Recorded data:
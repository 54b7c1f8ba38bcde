//! Native transport over reqwest
//!
//! Requires the `native-fetch` feature.

use std::time::Duration;

use async_trait::async_trait;
use reqwest::redirect::Policy;

use crate::error::{FetchError, FetchResult};
use crate::fetcher::{BROWSER_HEADERS, FETCH_TIMEOUT, Fetcher, MAX_REDIRECTS, RemoteResponse};
use crate::validator::FetchTarget;

/// [`Fetcher`] backed by a reqwest client with the browser header profile.
#[derive(Debug, Clone)]
pub struct ReqwestFetcher {
    client: reqwest::Client,
}

impl ReqwestFetcher {
    pub fn new() -> FetchResult<Self> {
        Self::with_timeout(FETCH_TIMEOUT)
    }

    pub(crate) fn with_timeout(timeout: Duration) -> FetchResult<Self> {
        let client = reqwest::Client::builder()
            .timeout(timeout)
            .no_proxy()
            .redirect(Policy::limited(MAX_REDIRECTS))
            .build()
            .map_err(|e| FetchError::Other {
                url: String::new(),
                details: format!("failed to build HTTP client: {}", e),
            })?;

        Ok(Self { client })
    }
}

#[async_trait(?Send)]
impl Fetcher for ReqwestFetcher {
    async fn fetch(&self, target: &FetchTarget) -> FetchResult<RemoteResponse> {
        let url = target.url();

        let mut request = self.client.get(url);
        for (name, value) in BROWSER_HEADERS {
            request = request.header(*name, *value);
        }

        let response = request
            .send()
            .await
            .map_err(|e| classify_error(url, e))?;

        let status = response.status();
        let headers: Vec<(String, String)> = response
            .headers()
            .iter()
            .map(|(name, value)| {
                (
                    name.as_str().to_string(),
                    String::from_utf8_lossy(value.as_bytes()).into_owned(),
                )
            })
            .collect();

        let body = response.text().await.map_err(|e| classify_error(url, e))?;

        Ok(RemoteResponse::new(
            status.as_u16(),
            status.canonical_reason().unwrap_or_default(),
            headers,
            body,
        ))
    }
}

fn classify_error(url: &str, error: reqwest::Error) -> FetchError {
    let url = url.to_string();
    let details = error.to_string();
    if error.is_timeout() {
        FetchError::Timeout { url, details }
    } else if error.is_connect() || error.is_request() || error.is_redirect() {
        FetchError::Network { url, details }
    } else {
        FetchError::Other { url, details }
    }
}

> **PROBLEM REQUIREMENTS**: Copy out, word for word, the part of the entries above that begins at the line with "use std::time::Duration;" and ends at the line with "pub fn new()", including both.

> **EXERCISE SOLUTION**:
use std::time::Duration;

use async_trait::async_trait;
use reqwest::redirect::Policy;

use crate::error::{FetchError, FetchResult};
use crate::fetcher::{BROWSER_HEADERS, FETCH_TIMEOUT, Fetcher, MAX_REDIRECTS, RemoteResponse};
use crate::validator::FetchTarget;

/// [`Fetcher`] backed by a reqwest client with the browser header profile.
#[derive(Debug, Clone)]
pub struct ReqwestFetcher {
    client: reqwest::Client,
}

impl ReqwestFetcher {
    pub fn new() -> FetchResult<Self> {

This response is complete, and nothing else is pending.